Your twenties or thirties are building years. Your childhood and teenage years were learning years, right into your early twenties. You learnt the things you need to help you build your life in your later twenties and thirties. In your forties, you should begin to reap from those building efforts. Now, you should build family and vision.

Marriage is about partnership and your spouse arrives as that free partner. If you have tried a business venture before now and you tried to partner with a person, you might have realized how difficult it was. I’ve tried it and it didn’t work the way I would have wanted it. But your spouse is around you to give you that extra hand, mind, skill, talent or capacity.

For those who think marriage is all about children, they’ve gotten it wrong.
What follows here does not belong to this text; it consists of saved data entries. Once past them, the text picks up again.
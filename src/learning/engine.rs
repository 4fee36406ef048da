//! Persona learning engine
//!
//! Owns the live persona and all learning state, and drives one feedback
//! event through the pipeline:
//!
//! 1. Look up the response text (missing responses fail before any mutation)
//! 2. Record the event in history, counters and the experience buffer
//! 3. Gate on the learning phase (warm-up, stalled)
//! 4. Validate; a stall restores the best snapshot and skips the update
//! 5. Extract features, compute stabilized deltas, govern against the epoch budget
//! 6. Apply, replay older experiences from the same budget, write through
//! 7. On the checkpoint cadence: checkpoint, diagnose, auto-remediate
//!
//! Persistence failures are logged and never interrupt learning; the
//! in-memory state stays authoritative.

use crate::config::{
    Hyperparameters, LearnerConfig, DEFAULT_GRADIENT_CLIP_MAX, MAX_L2_LAMBDA, MAX_MOMENTUM_BETA,
};
use crate::error::{LearnerError, Result};
use crate::learning::adjustment::{AdjustmentCalculator, MomentumState};
use crate::learning::checkpoint::{Checkpoint, CheckpointSchedule, CheckpointStore};
use crate::learning::diagnostics::{self, OverfittingReport, Remediation};
use crate::learning::features::{extract_features, FeatureVector};
use crate::learning::governor::{EpochBudget, StabilityGovernor};
use crate::learning::replay::ExperienceBuffer;
use crate::learning::stats::{daily_trend, FeedbackCounts, LearningStats, TrendPoint};
use crate::learning::validation::{
    EarlyStoppingState, FeedbackHistory, LearningPhase, ValidationController, ValidationVerdict,
};
use crate::storage::{LearningLog, LearningRecord, PersonaStore, ResponseLookup};
use crate::types::{total_applied_shift, AdjustmentRecord, FeedbackEvent, FeedbackSign, PersonaVector};
use chrono::Utc;
use rand::rngs::StdRng;
use rand::SeedableRng;
use serde::{Deserialize, Serialize};
use std::collections::VecDeque;
use std::sync::Arc;
use tokio::sync::Mutex;
use tracing::{debug, info, warn};

/// Per-event shifts kept for volatility diagnostics
const RECENT_SHIFT_WINDOW: usize = 100;

/// Engine handle for hosts that process feedback from several tasks
pub type SharedEngine = Arc<Mutex<PersonaLearningEngine>>;

/// What happened to one feedback event
#[derive(Debug, Clone, PartialEq, Serialize, Deserialize)]
#[serde(tag = "status", rename_all = "snake_case")]
pub enum FeedbackOutcome {
    /// Not enough prior events; recorded without learning
    WarmingUp { events_seen: u64, required: usize },
    /// Adjustments were computed and applied
    Applied { validation_score: Option<f64> },
    /// This event exhausted patience; the best snapshot was restored
    EarlyStopped { best_validation_score: Option<f64> },
    /// Learning was already suspended
    Stalled,
}

#[derive(Debug, Clone, PartialEq, Serialize, Deserialize)]
pub struct FeedbackResult {
    pub updated_persona: PersonaVector,
    pub adjustments: Vec<AdjustmentRecord>,
    pub outcome: FeedbackOutcome,
    /// Adjustments applied by experience replay in the same epoch
    pub replayed: Vec<AdjustmentRecord>,
    /// Present when diagnostics ran on this event
    pub diagnostics: Option<OverfittingReport>,
}

impl FeedbackResult {
    /// Drift spent by this event, replay included
    pub fn total_shift(&self) -> f64 {
        total_applied_shift(&self.adjustments) + total_applied_shift(&self.replayed)
    }

    /// Diagnostics asked for a rollback, which is left to the caller
    pub fn rollback_recommended(&self) -> bool {
        self.diagnostics.as_ref().map_or(false, |report| {
            report
                .recommendations
                .contains(&Remediation::RollbackToCheckpoint)
        })
    }
}

#[derive(Debug, Clone, PartialEq, Serialize, Deserialize)]
#[serde(tag = "status", rename_all = "snake_case")]
pub enum RollbackOutcome {
    Restored {
        checkpoint_id: String,
        feedback_count: u64,
    },
    /// No checkpoint exists; nothing changed
    Unavailable,
}

/// A remediation that was carried out, with a human-readable summary
#[derive(Debug, Clone, PartialEq, Serialize, Deserialize)]
pub struct AppliedRemediation {
    pub remediation: Remediation,
    pub summary: String,
}

pub struct PersonaLearningEngine {
    hyper: Hyperparameters,
    auto_remediate: bool,
    persona: PersonaVector,
    momentum: MomentumState,
    history: FeedbackHistory,
    buffer: ExperienceBuffer,
    validation: ValidationController,
    schedule: CheckpointSchedule,
    counts: FeedbackCounts,
    recent_shifts: VecDeque<f64>,
    calculator: AdjustmentCalculator,
    governor: StabilityGovernor,
    rng: StdRng,
    persona_store: Arc<dyn PersonaStore>,
    responses: Arc<dyn ResponseLookup>,
    checkpoints: Arc<dyn CheckpointStore>,
    learning_log: Option<Arc<dyn LearningLog>>,
}
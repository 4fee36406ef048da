//! Persona Learner CLI
//!
//! Replays recorded feedback through the learning engine against an on-disk
//! data directory, and manages the checkpoints it leaves behind.

use anyhow::{Context, Result};
use clap::{Parser, Subcommand};
use persona_learner::{
    learning::CheckpointStore,
    storage::{FileCheckpointStore, InMemoryResponses, JsonFilePersonaStore, LibsqlLearningStore},
    FeedbackSign, LearnerConfig, PersonaLearningEngine, Remediation,
};
use serde::Deserialize;
use std::path::{Path, PathBuf};
use std::sync::Arc;
use tracing::{debug, info, warn, Level};
use tracing_subscriber::EnvFilter;

const PERSONA_FILE: &str = "persona.json";
const CHECKPOINT_DIR: &str = "checkpoints";
const DATABASE_FILE: &str = "learning.db";

#[derive(Parser)]
#[command(name = "persona-learner")]
#[command(about = "Adaptive persona parameter learning engine", long_about = None)]
#[command(version)]
struct Cli {
    #[command(subcommand)]
    command: Commands,

    /// Data directory (persona, checkpoints, learning log)
    #[arg(long, global = true, env = "PERSONA_DATA_DIR")]
    data_dir: Option<PathBuf>,

    /// TOML configuration file
    #[arg(short, long, global = true)]
    config: Option<PathBuf>,

    /// Set log level (overrides the configured one)
    #[arg(short, long, global = true)]
    log_level: Option<String>,
}

#[derive(Subcommand)]
enum Commands {
    /// Process a JSONL file of feedback events and print the final stats
    Run {
        /// One `{"response_id", "text", "sign"}` object per line
        #[arg(short, long)]
        events: PathBuf,

        /// Apply rollbacks recommended by diagnostics instead of only reporting them
        #[arg(long)]
        apply_rollbacks: bool,

        /// Seed for replay sampling
        #[arg(long)]
        seed: Option<u64>,
    },

    /// Restore the latest checkpoint into the persona file
    Rollback,

    /// List checkpoints, or prune all but the most recent ones
    Checkpoints {
        /// Number of checkpoints to keep
        #[arg(long)]
        prune: Option<usize>,
    },

    /// Print the effective configuration as TOML
    Config,
}

/// One line of an events file
#[derive(Debug, Deserialize)]
struct EventLine {
    response_id: String,
    text: String,
    sign: FeedbackSign,
}

fn init_tracing(log_level: &str) {
    let level = match log_level {
        "trace" => Level::TRACE,
        "debug" => Level::DEBUG,
        "info" => Level::INFO,
        "warn" => Level::WARN,
        "error" => Level::ERROR,
        _ => Level::INFO,
    };

    let filter = EnvFilter::new(format!(
        "persona_learner={},libsql=warn",
        level.as_str().to_lowercase()
    ));

    tracing_subscriber::fmt()
        .with_env_filter(filter)
        .with_target(false)
        .with_writer(std::io::stderr)
        .init();
}

fn read_events(path: &Path) -> Result<Vec<EventLine>> {
    let raw = std::fs::read_to_string(path)
        .with_context(|| format!("Failed to read events file {}", path.display()))?;

    raw.lines()
        .enumerate()
        .filter(|(_, line)| !line.trim().is_empty())
        .map(|(i, line)| {
            serde_json::from_str(line)
                .with_context(|| format!("Invalid event on line {}", i + 1))
        })
        .collect()
}

async fn build_engine(
    config: &LearnerConfig,
    data_dir: &Path,
    responses: Arc<InMemoryResponses>,
) -> Result<PersonaLearningEngine> {
    let persona_store = Arc::new(JsonFilePersonaStore::new(data_dir.join(PERSONA_FILE)));
    let checkpoints = Arc::new(FileCheckpointStore::new(data_dir.join(CHECKPOINT_DIR)));
    let log = Arc::new(
        LibsqlLearningStore::new_local(data_dir.join(DATABASE_FILE))
            .await
            .context("Failed to open learning database")?,
    );

    let engine = PersonaLearningEngine::from_config(config, persona_store, responses, checkpoints)
        .await
        .context("Failed to initialize learning engine")?;
    Ok(engine.with_learning_log(log))
}

async fn run(
    config: &LearnerConfig,
    data_dir: &Path,
    events_path: &Path,
    apply_rollbacks: bool,
    seed: Option<u64>,
) -> Result<()> {
    let events = read_events(events_path)?;
    info!("Loaded {} feedback events from {}", events.len(), events_path.display());

    let responses = Arc::new(InMemoryResponses::new());
    for event in &events {
        responses.insert(event.response_id.clone(), event.text.clone()).await;
    }

    let mut engine = build_engine(config, data_dir, responses).await?;
    if let Some(seed) = seed {
        engine = engine.with_seed(seed);
    }

    for event in &events {
        let result = engine
            .process_feedback(&event.response_id, event.sign)
            .await
            .with_context(|| format!("Failed to process feedback for {}", event.response_id))?;
        debug!("{}: {:?}", event.response_id, result.outcome);

        if result.rollback_recommended() {
            if apply_rollbacks {
                engine
                    .apply_remediation(&[Remediation::RollbackToCheckpoint])
                    .await?;
            } else {
                warn!(
                    "Diagnostics recommend a rollback after {} events (use --apply-rollbacks)",
                    engine.feedback_count()
                );
            }
        }
    }

    println!("{}", serde_json::to_string_pretty(&engine.stats())?);
    Ok(())
}

async fn rollback(config: &LearnerConfig, data_dir: &Path) -> Result<()> {
    let mut engine = build_engine(config, data_dir, Arc::new(InMemoryResponses::new())).await?;
    let outcome = engine.rollback_to_latest_checkpoint().await?;
    println!("{}", serde_json::to_string_pretty(&outcome)?);
    Ok(())
}

async fn checkpoints(data_dir: &Path, prune: Option<usize>) -> Result<()> {
    let store = FileCheckpointStore::new(data_dir.join(CHECKPOINT_DIR));

    if let Some(keep) = prune {
        let removed = store.prune(keep).await?;
        println!("Removed {} checkpoint(s), kept at most {}", removed, keep);
        return Ok(());
    }

    let all = store.list().await?;
    if all.is_empty() {
        println!("No checkpoints in {}", store.dir().display());
        return Ok(());
    }
    for checkpoint in all {
        let score = checkpoint
            .validation_score
            .map(|s| format!("{:.3}", s))
            .unwrap_or_else(|| "-".to_string());
        println!(
            "{:>10}  {}  score={}  {}",
            checkpoint.feedback_count,
            checkpoint.timestamp.to_rfc3339(),
            score,
            checkpoint.id
        );
    }
    Ok(())
}

#[tokio::main]
async fn main() -> Result<()> {
    let cli = Cli::parse();

    let mut config = LearnerConfig::load(cli.config.as_deref()).context("Failed to load configuration")?;
    if cli.data_dir.is_some() {
        config.data_dir = cli.data_dir.clone();
    }

    init_tracing(cli.log_level.as_deref().unwrap_or(&config.log_level));
    debug!("Persona Learner v{} starting...", env!("CARGO_PKG_VERSION"));

    let data_dir = config.resolved_data_dir();

    match cli.command {
        Commands::Run {
            events,
            apply_rollbacks,
            seed,
        } => run(&config, &data_dir, &events, apply_rollbacks, seed).await,
        Commands::Rollback => rollback(&config, &data_dir).await,
        Commands::Checkpoints { prune } => checkpoints(&data_dir, prune).await,
        Commands::Config => {
            print!("{}", toml::to_string_pretty(&config)?);
            Ok(())
        }
    }
}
Yes, children are important but beyond having children, you have someone who is willing to connect to your dreams while you in turn play similar role. In everyone is something that can be beneficial to every other person. Your spouse carries something for you.
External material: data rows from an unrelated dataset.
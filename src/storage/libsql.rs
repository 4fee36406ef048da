//! LibSQL learning store
//!
//! Local libSQL database holding the learning audit trail and persona
//! checkpoints. Implements both [`LearningLog`] and [`CheckpointStore`], so a
//! single database file can back an engine.

use crate::error::{LearnerError, Result};
use crate::learning::checkpoint::{Checkpoint, CheckpointStore};
use crate::storage::{LearningLog, LearningRecord};
use crate::types::{AdjustmentRecord, FeedbackSign, PersonaVector};
use async_trait::async_trait;
use chrono::{DateTime, SecondsFormat, Utc};
use libsql::{params, Builder, Connection, Database, Row, Value};
use std::path::Path;
use tracing::{debug, info};

const SCHEMA: &[&str] = &[
    r#"
    CREATE TABLE IF NOT EXISTS learning_records (
        id TEXT PRIMARY KEY,
        response_id TEXT NOT NULL,
        sign TEXT NOT NULL,
        persona_before TEXT NOT NULL,
        adjustments TEXT NOT NULL,
        created_at TEXT NOT NULL
    )
    "#,
    "CREATE INDEX IF NOT EXISTS idx_learning_records_created ON learning_records(created_at)",
    r#"
    CREATE TABLE IF NOT EXISTS persona_checkpoints (
        id TEXT PRIMARY KEY,
        persona TEXT NOT NULL,
        feedback_count INTEGER NOT NULL,
        validation_score REAL,
        created_at TEXT NOT NULL
    )
    "#,
    "CREATE INDEX IF NOT EXISTS idx_persona_checkpoints_recency ON persona_checkpoints(created_at, feedback_count)",
];

const CHECKPOINT_COLUMNS: &str = "id, persona, feedback_count, validation_score, created_at";

/// Fixed-width timestamps so text ordering matches time ordering
fn format_timestamp(ts: &DateTime<Utc>) -> String {
    ts.to_rfc3339_opts(SecondsFormat::Nanos, true)
}

fn parse_timestamp(raw: &str) -> Result<DateTime<Utc>> {
    DateTime::parse_from_rfc3339(raw)
        .map(|ts| ts.with_timezone(&Utc))
        .map_err(|e| LearnerError::Database(format!("Invalid timestamp '{}': {}", raw, e)))
}

pub struct LibsqlLearningStore {
    _db: Database,
    conn: Connection,
}

impl LibsqlLearningStore {
    /// Open (or create) a database file and initialize the schema
    pub async fn new_local(path: impl AsRef<Path>) -> Result<Self> {
        let path = path.as_ref();
        if let Some(parent) = path.parent() {
            std::fs::create_dir_all(parent).map_err(|e| {
                LearnerError::Database(format!(
                    "Failed to create database directory {}: {}",
                    parent.display(),
                    e
                ))
            })?;
        }

        let db = Builder::new_local(path)
            .build()
            .await
            .map_err(|e| LearnerError::Database(format!("Failed to create local database: {}", e)))?;
        info!("Opened learning database at {}", path.display());
        Self::with_database(db).await
    }

    /// Private in-memory database
    pub async fn in_memory() -> Result<Self> {
        let db = Builder::new_local(":memory:")
            .build()
            .await
            .map_err(|e| LearnerError::Database(format!("Failed to create in-memory database: {}", e)))?;
        Self::with_database(db).await
    }

    async fn with_database(db: Database) -> Result<Self> {
        // One connection for the store's lifetime; in-memory databases are per-connection
        let conn = db
            .connect()
            .map_err(|e| LearnerError::Database(format!("Failed to get connection: {}", e)))?;
        let store = Self { _db: db, conn };
        store.init_schema().await?;
        Ok(store)
    }

    async fn init_schema(&self) -> Result<()> {
        for statement in SCHEMA {
            self.conn.execute(statement, params![]).await.map_err(|e| {
                LearnerError::Database(format!("Failed to initialize schema: {}", e))
            })?;
        }
        debug!("Learning store schema ready");
        Ok(())
    }

    /// Number of audit records stored
    pub async fn count_records(&self) -> Result<u64> {
        let mut rows = self
            .conn
            .query("SELECT COUNT(*) FROM learning_records", params![])
            .await?;
        match rows.next().await? {
            Some(row) => Ok(row.get::<i64>(0)?.max(0) as u64),
            None => Ok(0),
        }
    }

    /// Most recent audit records, newest first
    pub async fn recent_records(&self, limit: usize) -> Result<Vec<LearningRecord>> {
        let mut rows = self
            .conn
            .query(
                "SELECT id, response_id, sign, persona_before, adjustments, created_at
                 FROM learning_records ORDER BY created_at DESC LIMIT ?",
                params![limit as i64],
            )
            .await?;

        let mut records = Vec::new();
        while let Some(row) = rows.next().await? {
            records.push(Self::row_to_record(&row)?);
        }
        Ok(records)
    }

    fn row_to_record(row: &Row) -> Result<LearningRecord> {
        let sign_raw: String = row.get(2)?;
        let sign: FeedbackSign = sign_raw
            .parse()
            .map_err(|e| LearnerError::Database(format!("Invalid sign '{}': {}", sign_raw, e)))?;
        let persona_before: PersonaVector = serde_json::from_str(&row.get::<String>(3)?)?;
        let adjustments: Vec<AdjustmentRecord> = serde_json::from_str(&row.get::<String>(4)?)?;

        Ok(LearningRecord {
            id: row.get(0)?,
            response_id: row.get(1)?,
            sign,
            persona_before,
            timestamp: parse_timestamp(&row.get::<String>(5)?)?,
            adjustments,
        })
    }

    fn row_to_checkpoint(row: &Row) -> Result<Checkpoint> {
        let persona: PersonaVector = serde_json::from_str(&row.get::<String>(1)?)?;
        let validation_score = match row.get_value(3)? {
            Value::Real(v) => Some(v),
            Value::Integer(v) => Some(v as f64),
            _ => None,
        };

        Ok(Checkpoint {
            id: row.get(0)?,
            persona,
            feedback_count: row.get::<i64>(2)?.max(0) as u64,
            validation_score,
            timestamp: parse_timestamp(&row.get::<String>(4)?)?,
        })
    }
}

#[async_trait]
impl LearningLog for LibsqlLearningStore {
    async fn record(&self, record: &LearningRecord) -> Result<()> {
        let persona_json = serde_json::to_string(&record.persona_before)?;
        let adjustments_json = serde_json::to_string(&record.adjustments)?;

        self.conn
            .execute(
                "INSERT INTO learning_records (id, response_id, sign, persona_before, adjustments, created_at)
                 VALUES (?, ?, ?, ?, ?, ?)",
                params![
                    record.id.clone(),
                    record.response_id.clone(),
                    record.sign.to_string(),
                    persona_json,
                    adjustments_json,
                    format_timestamp(&record.timestamp)
                ],
            )
            .await?;

        debug!(
            "Recorded learning step {} ({} adjustments)",
            record.id,
            record.adjustments.len()
        );
        Ok(())
    }
}

#[async_trait]
impl CheckpointStore for LibsqlLearningStore {
    async fn put(&self, checkpoint: &Checkpoint) -> Result<()> {
        let persona_json = serde_json::to_string(&checkpoint.persona)?;
        let score = checkpoint
            .validation_score
            .map(Value::Real)
            .unwrap_or(Value::Null);

        self.conn
            .execute(
                "INSERT OR REPLACE INTO persona_checkpoints (id, persona, feedback_count, validation_score, created_at)
                 VALUES (?, ?, ?, ?, ?)",
                params![
                    checkpoint.id.clone(),
                    persona_json,
                    checkpoint.feedback_count as i64,
                    score,
                    format_timestamp(&checkpoint.timestamp)
                ],
            )
            .await?;
        Ok(())
    }

    async fn latest(&self) -> Result<Option<Checkpoint>> {
        let sql = format!(
            "SELECT {} FROM persona_checkpoints ORDER BY created_at DESC, feedback_count DESC, id DESC LIMIT 1",
            CHECKPOINT_COLUMNS
        );
        let mut rows = self.conn.query(&sql, params![]).await?;
        match rows.next().await? {
            Some(row) => Ok(Some(Self::row_to_checkpoint(&row)?)),
            None => Ok(None),
        }
    }

    async fn list(&self) -> Result<Vec<Checkpoint>> {
        let sql = format!(
            "SELECT {} FROM persona_checkpoints ORDER BY created_at ASC, feedback_count ASC, id ASC",
            CHECKPOINT_COLUMNS
        );
        let mut rows = self.conn.query(&sql, params![]).await?;
        let mut checkpoints = Vec::new();
        while let Some(row) = rows.next().await? {
            checkpoints.push(Self::row_to_checkpoint(&row)?);
        }
        Ok(checkpoints)
    }

    async fn prune(&self, keep: usize) -> Result<usize> {
        let removed = self
            .conn
            .execute(
                "DELETE FROM persona_checkpoints WHERE id NOT IN (
                    SELECT id FROM persona_checkpoints
                    ORDER BY created_at DESC, feedback_count DESC, id DESC LIMIT ?
                )",
                params![keep as i64],
            )
            .await?;
        if removed > 0 {
            info!("Pruned {} checkpoints, kept {}", removed, keep);
        }
        Ok(removed as usize)
    }
}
The beautiful thing about marriage is that it mars your intended direction as a single person. Single life is selfish life. You think about yourself, yourself and yourself alone. But marriage gets you thinking about “us”.

It’s beautiful and fulfilling taking a stroll with your spouse and kids and you are still young.

Marriage helps find an emptying point for that youthful rage that normally starts from the late teens and that characterizes the twenties and thirties. It’s a channel to help push into usefulness that youthful energy. This is important.

As we get on towards forty, we want to build on our experiences. The challenges in marriage are a perfect training ground to arch on to build relationship, self-control and resource management thus making you a more mature person.

Every culture respects the marriage union. A man who is past forty and keeping several sexual partners is often considered irresponsible by society. To be on the good side of society, you’ve got to say “I do” early enough.

Marriage is a stage that defines your outlook and how people look at you. It helps you develop a different perspective about life, makes you conservative and mature in how you relate and deal with them. The change is often immediate.

Respect is a good virtue that arrives with and to someone who has gotten married. As a matter of fact, a person at twenty five who is married is given a respectable place in society than a person who is older but who is not married.

Who celebrates a single person at forty anyway? Well, the last time I checked, an unmarried forty year old is often looked at with disdain even by family members.

Before you turn forty, settle this life defining stage.

Marriage arrives with blessings. When you get married God opens doors. I’ve seen people who were struggling to make ends meet but who got their big break the moment they got into the marriage union.

Any person who finds a spouse finds a good gift and obtains favour from God. This is an important part of the marriage mix.

If you think you have achieved so much as a single, you really have achieved nothing compared to the possibilities of being married. Two of you shall become one and you shall have a good reward for your labour. This better reward for your labour is what you should be aiming at.

You will certainly go through bad times, everyone does. But you can assure yourself of a succor in your spouse and for the encouragement and propulsion to pushing through life.

Marriage carries an endless stream of possibilities, but this will also depend on you marrying right. Don’t rush into marriage because everyone is, but marry because it is the right thing to do. Marry because you have that person whose destiny you want to help fulfill. Marry because you are willing to take responsibility for your spouse and for the offspring that will result from the union.

So if you have been having that marriage phobia, you can kick that out of your door. Many persons may have negative marriage experiences but those experiences don’t define the marriage union. They are only the result of faulty decisions made and they are a minority. There are many marriages out there that are succeeding and yours will succeed too.

Please if you aren’t married yet, and you are reading this book, and you think it’s time to make that decision, it really is time. By all means, be sure you have settled the marriage act before you turn forty.